What does Alzheimer’s have in common with preeclampsia problems in pregnancy?

New research is finding there may in fact be quite a few similarities, all because of ‘good’ and ‘bad’ proteins active in the body.

Like the potential of embryonic stem cells to curb ageing, researchers are now investigating a powerful protein detected in the blood of pregnant woman which could be used to find ways to treat and even prevent a wide range of age-related disorders, from Alzheimer’s and arthritis to macular degeneration and heart disease.

The discovery, newly published in high-profile US journal Proceedings of the National Academy of Sciences USA (PNAS), delves into the remarkable way the maternal body copes with elevated protein misfolding in pregnancy – a process connected to preeclampsia, a serious childbirth complication.

This so-called pregnancy zone protein (PZP) stabilises misfolded proteins and prevents them from forming plaques – a process associated with the majority of common disorders in old age, say lead Australian researchers, says Flinders University biomedical researcher Dr Amy Wyatt.

“In this study, we show that PZP efficiently inhibits the aggregation of misfolded proteins including the amyloid beta peptide, which forms plaques in the placenta in preeclampsia and in the brain in Alzheimer’s disease,” says Dr Wyatt, who led a large multidisciplinary team including her PhD student Jordan Cater (University of Wollongong and Illawarra Health and Medical Research Institute, NSW).

“This is the first evidence of a major maternal adaptation that allows mothers to withstand elevated levels of protein misfolding in pregnancy. Failure of this system potentially triggers the accumulation of misfolded proteins in preeclampisa, and could also have relevance to some age-related protein misfolding disorders.”

Preeclampia is a disorder in pregnancy when women develop high blood pressure, with raised protein in their urine a symptom, which can put the mother and baby at risk and often lead to early delivery of a premature baby – or even death of the mother and baby.

Better understanding of how mothers normally deal with protein misfolding in pregnancy is an exciting new frontier that has the potential to inform the development of novel therapeutic strategies for some of the most common and debilitating disorders of ageing, Dr Wyatt says.

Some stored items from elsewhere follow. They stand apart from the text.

//! Core data types for ROS bag files

use crate::deserializer;
use crate::error::{BagError, Result};
use crate::msg_def::MsgDef;
use crate::value::RosValue;
use byteorder::{ByteOrder, LittleEndian};
use chrono::{DateTime, TimeZone, Utc};
use serde::{Deserialize, Serialize};
use std::fmt;
use std::sync::Arc;

/// A point in time as stored in bag files: seconds and nanoseconds since epoch
#[derive(Debug, Clone, Copy, Default, PartialEq, Eq, PartialOrd, Ord, Hash, Serialize, Deserialize)]
pub struct RosTime {
    /// Seconds component
    pub secs: u32,
    /// Nanoseconds component
    pub nsecs: u32,
}

/// A signed time span
#[derive(Debug, Clone, Copy, Default, PartialEq, Eq, PartialOrd, Ord, Hash, Serialize, Deserialize)]
pub struct RosDuration {
    /// Seconds component
    pub secs: i32,
    /// Nanoseconds component
    pub nsecs: i32,
}

impl RosTime {
    /// Create a time from its two components
    pub const fn new(secs: u32, nsecs: u32) -> Self {
        Self { secs, nsecs }
    }

    /// Build a time from nanoseconds since epoch
    pub fn from_nanos(nanos: u64) -> Self {
        Self {
            secs: (nanos / 1_000_000_000) as u32,
            nsecs: (nanos % 1_000_000_000) as u32,
        }
    }

    /// Build a time from floating point seconds
    pub fn from_sec(sec: f64) -> Self {
        Self::from_nanos((sec.max(0.0) * 1e9).round() as u64)
    }

    /// Seconds as a floating point value
    pub fn to_sec(&self) -> f64 {
        self.secs as f64 + self.nsecs as f64 * 1e-9
    }

    /// Nanoseconds since epoch
    pub fn to_nanos(&self) -> u64 {
        self.secs as u64 * 1_000_000_000 + self.nsecs as u64
    }

    /// Convert to a UTC datetime, `None` if the nanoseconds are out of range
    pub fn to_datetime(&self) -> Option<DateTime<Utc>> {
        Utc.timestamp_opt(self.secs as i64, self.nsecs).single()
    }

    /// Decode the 8 byte wire form (u32 secs, u32 nsecs, little endian).
    ///
    /// Panics if `bytes` is shorter than 8 bytes.
    pub fn from_le_slice(bytes: &[u8]) -> Self {
        Self {
            secs: LittleEndian::read_u32(&bytes[..4]),
            nsecs: LittleEndian::read_u32(&bytes[4..8]),
        }
    }
}

impl fmt::Display for RosTime {
    fn fmt(&self, f: &mut fmt::Formatter<'_>) -> fmt::Result {
        write!(f, "{}.{:09}", self.secs, self.nsecs)
    }
}

impl RosDuration {
    /// Create a duration from its two components
    pub const fn new(secs: i32, nsecs: i32) -> Self {
        Self { secs, nsecs }
    }

    /// Seconds as a floating point value
    pub fn to_sec(&self) -> f64 {
        self.secs as f64 + self.nsecs as f64 * 1e-9
    }

    /// Signed nanoseconds
    pub fn to_nanos(&self) -> i64 {
        self.secs as i64 * 1_000_000_000 + self.nsecs as i64
    }
}

impl fmt::Display for RosDuration {
    fn fmt(&self, f: &mut fmt::Formatter<'_>) -> fmt::Result {
        write!(f, "{:.9}", self.to_sec())
    }
}

/// Summary found in the bag header record
#[derive(Debug, Clone, Copy, Default, PartialEq, Eq)]
pub struct BagHeader {
    /// Offset of the first record after the chunk section
    pub index_pos: u64,
    /// Number of unique connections
    pub conn_count: u32,
    /// Number of chunk records
    pub chunk_count: u32,
}

/// Compression used for a chunk payload
#[derive(Debug, Clone, Copy, PartialEq, Eq, Hash, Serialize)]
#[serde(rename_all = "lowercase")]
pub enum Compression {
    /// Stored as-is
    None,
    /// LZ4 frame format
    Lz4,
    /// bzip2 stream
    Bz2,
}

impl Compression {
    /// Parse the value of a chunk's `compression` header field
    pub fn parse(value: &str) -> Result<Self> {
        match value {
            "none" => Ok(Self::None),
            "lz4" => Ok(Self::Lz4),
            "bz2" => Ok(Self::Bz2),
            other => Err(BagError::UnsupportedCompression {
                format: other.to_string(),
            }),
        }
    }

    /// Convert to string representation
    pub fn as_str(&self) -> &'static str {
        match self {
            Self::None => "none",
            Self::Lz4 => "lz4",
            Self::Bz2 => "bz2",
        }
    }
}

impl fmt::Display for Compression {
    fn fmt(&self, f: &mut fmt::Formatter<'_>) -> fmt::Result {
        f.write_str(self.as_str())
    }
}

/// Time bounds and counts from a chunk info record
#[derive(Debug, Clone, Default, PartialEq, Eq)]
pub struct ChunkInfo {
    pub start_time: RosTime,
    pub end_time: RosTime,
    pub message_count: u32,
    /// `(connection id, message count)` pairs
    pub connection_counts: Vec<(u32, u32)>,
}

/// A chunk record located in the bag
#[derive(Debug, Clone, PartialEq, Eq)]
pub struct Chunk {
    /// Offset of the chunk record (its header length prefix)
    pub offset: u64,
    pub compression: Compression,
    pub uncompressed_size: u32,
    /// Offset of the (possibly compressed) payload
    pub data_offset: u64,
    /// Length of the stored payload
    pub data_len: u32,
    pub info: ChunkInfo,
}

/// Position of one message inside a chunk's uncompressed payload
#[derive(Debug, Clone, Copy, PartialEq, Eq)]
pub struct IndexEntry {
    pub time: RosTime,
    /// Index into the bag's chunk list
    pub chunk: usize,
    /// Offset of the message data record within the uncompressed chunk
    pub offset: u32,
}

/// Index data record for one connection and one chunk
#[derive(Debug, Clone, PartialEq, Eq)]
pub struct IndexBlock {
    /// Index into the bag's chunk list
    pub chunk: usize,
    pub entries: Vec<IndexEntry>,
}

/// Connection record payload
#[derive(Debug, Clone, Default, PartialEq, Eq)]
pub struct ConnectionData {
    pub topic: String,
    /// Full message type (e.g. "sensor_msgs/LaserScan")
    pub message_type: String,
    /// Package part of the message type (e.g. "sensor_msgs")
    pub scope: String,
    pub md5sum: String,
    pub message_definition: String,
    pub callerid: String,
    pub latching: bool,
}

impl ConnectionData {
    /// Package prefix of a message type, empty when the type has no package
    pub fn scope_of(message_type: &str) -> &str {
        message_type
            .split_once('/')
            .map(|(scope, _)| scope)
            .unwrap_or("")
    }
}

/// A connection (publisher of one topic with one type) recorded in the bag
#[derive(Debug, Clone)]
pub struct Connection {
    /// Unique connection ID
    pub id: u32,
    /// Topic name (e.g., "/base_scan")
    pub topic: String,
    pub data: ConnectionData,
    /// Parsed message definition
    pub schema: Arc<MsgDef>,
    /// Index blocks, one per chunk containing messages of this connection
    pub blocks: Vec<IndexBlock>,
}

impl Connection {
    /// Number of indexed messages on this connection
    pub fn message_count(&self) -> u64 {
        self.blocks.iter().map(|b| b.entries.len() as u64).sum()
    }

    /// Get the message type
    pub fn message_type(&self) -> &str {
        &self.data.message_type
    }
}

/// A message read from the bag
#[derive(Debug, Clone)]
pub struct Message {
    pub topic: String,
    pub timestamp: RosTime,
    pub connection_id: u32,
    pub md5sum: String,
    pub message_type: String,
    /// Package of the message type, used to resolve nested types
    pub scope: String,
    /// Raw ROS1 serialized payload
    pub raw_data: Vec<u8>,
    pub schema: Arc<MsgDef>,
}

impl Message {
    /// Decode the payload using the definition recorded with its connection
    pub fn data(&self) -> Result<RosValue> {
        deserializer::decode(&self.schema, &self.scope, &self.raw_data)
    }

    /// Size of the raw payload in bytes
    pub fn raw_data_len(&self) -> usize {
        self.raw_data.len()
    }
}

The research team also included international experts Professor Irina Buhimschi (University of Illinois and previously the Nationwide Children’s Hospital, Ohio) who originally identified Alzheimer’s-like plaques in the placenta in preeclampsia patients and Professor Christopher Dobson (University of Cambridge, England), a world leader in the study of protein misfolding.

The paper was edited by Professor Ulrich Hartl, director of the Max Plank Institute of Biochemistry in Germany, who was an early pioneer in the study of molecular chaperones – the biological machinery responsible for controlling protein folding.

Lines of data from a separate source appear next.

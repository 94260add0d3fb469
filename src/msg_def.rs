//! Parser for the message definitions stored in connection records
//!
//! Connection records carry the full text of the message definition,
//! including every nested type after `MSG:` headers, so messages can be
//! decoded without any `.msg` files on disk. See http://wiki.ros.org/msg.

use crate::error::{BagError, Result};
use pest::error::LineColLocation;
use pest::iterators::Pair;
use pest::Parser;
use pest_derive::Parser;
use std::fmt;

#[derive(Parser)]
#[grammar = "msg_def.pest"]
struct MsgDefParser;

const STD_MSGS_PREFIX: &str = "std_msgs/";

/// Built-in field types
#[derive(Debug, Clone, Copy, PartialEq, Eq, Hash)]
pub enum PrimitiveType {
    Bool,
    Int8,
    Uint8,
    Int16,
    Uint16,
    Int32,
    Uint32,
    Int64,
    Uint64,
    Float32,
    Float64,
    String,
    Time,
    Duration,
}

impl PrimitiveType {
    /// Look up a primitive by its definition name, `None` for complex types
    pub fn parse(name: &str) -> Option<Self> {
        Some(match name {
            "bool" => Self::Bool,
            "int8" | "byte" => Self::Int8,
            "uint8" | "char" => Self::Uint8,
            "int16" => Self::Int16,
            "uint16" => Self::Uint16,
            "int32" => Self::Int32,
            "uint32" => Self::Uint32,
            "int64" => Self::Int64,
            "uint64" => Self::Uint64,
            "float32" => Self::Float32,
            "float64" => Self::Float64,
            "string" => Self::String,
            "time" => Self::Time,
            "duration" => Self::Duration,
            _ => return None,
        })
    }

    /// Encoded size for fixed-width types, `None` for strings
    pub fn fixed_size(&self) -> Option<usize> {
        match self {
            Self::Bool | Self::Int8 | Self::Uint8 => Some(1),
            Self::Int16 | Self::Uint16 => Some(2),
            Self::Int32 | Self::Uint32 | Self::Float32 => Some(4),
            Self::Int64 | Self::Uint64 | Self::Float64 | Self::Time | Self::Duration => Some(8),
            Self::String => None,
        }
    }
}

/// Array arity of a field
#[derive(Debug, Clone, Copy, PartialEq, Eq)]
pub enum ArraySize {
    /// Not an array
    Scalar,
    /// `type[n]`
    Fixed(usize),
    /// `type[]`, length prefixed on the wire
    Dynamic,
}

impl ArraySize {
    /// Legacy encoding: 0 for scalars, n for fixed arrays, -1 for dynamic arrays
    pub fn as_i32(&self) -> i32 {
        match self {
            Self::Scalar => 0,
            Self::Fixed(n) => *n as i32,
            Self::Dynamic => -1,
        }
    }

    /// Whether the field is an array of any kind
    pub fn is_array(&self) -> bool {
        !matches!(self, Self::Scalar)
    }
}

/// `type[n] name`
#[derive(Debug, Clone, PartialEq, Eq)]
pub struct FieldDef {
    /// Element type without the array suffix
    pub type_name: String,
    pub array_size: ArraySize,
    pub field_name: String,
}

impl FieldDef {
    /// The primitive element type, `None` for complex fields
    pub fn primitive(&self) -> Option<PrimitiveType> {
        PrimitiveType::parse(&self.type_name)
    }
}

/// `type NAME=value`
#[derive(Debug, Clone, PartialEq, Eq)]
pub struct ConstantDef {
    pub type_name: String,
    pub constant_name: String,
    pub value: String,
}

/// One line of a definition
#[derive(Debug, Clone, PartialEq, Eq)]
pub enum Member {
    Field(FieldDef),
    Constant(ConstantDef),
}

impl Member {
    /// The field, if this member is one
    pub fn as_field(&self) -> Option<&FieldDef> {
        match self {
            Member::Field(field) => Some(field),
            Member::Constant(_) => None,
        }
    }
}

The PNAS paper proposes that pregnant women make a tremendous investment in generating large amounts of PZP to help maintain protein homeostasis during pregnancy.

This ‘chaperone’ function of PZP could also be more broadly important in humans since men and women can experience elevated PZP levels independent of pregnancy.

The paper, ‘Human pregnancy zone protein stabilises misfolded proteins including preeclampsia- and Alzheimer’s-associated amyloid beta peptide’ (2019) by Jordan H. Cater, Janet R. Kumita, Rafaa Zeineddine Abdallah, Guomao Zhao, Ana Bernardo-Gancedo, Amanda Henry, Wendy Winata, Mengna Chia, Brin S. F. Grenyer, Michelle L. Townsend, Marie Ranson, Catalin S. Buhimschi, D. Stephen Charnock-Jones, Christopher M. Dobson, Mark R. Wilson, Irina A. Buhimschi and Amy R. Wyatt has been published in the Proceedings of the National Academy of Sciences of USA (PNAS).

Supported by a Flinders Foundation Seed Grant, Dr Wyatt is building on the findings by studying why non-pregnant people increase their production of PZP in certain diseases.

“We think this might be the body’s way of trying to prevent the accumulation of damaged proteins which arises then the body experiences stresses such as inflammation,” she says.

“Another thing we still need to figure out is exactly how cells of the body dispose of misfolded proteins after they are stabilised by PZP.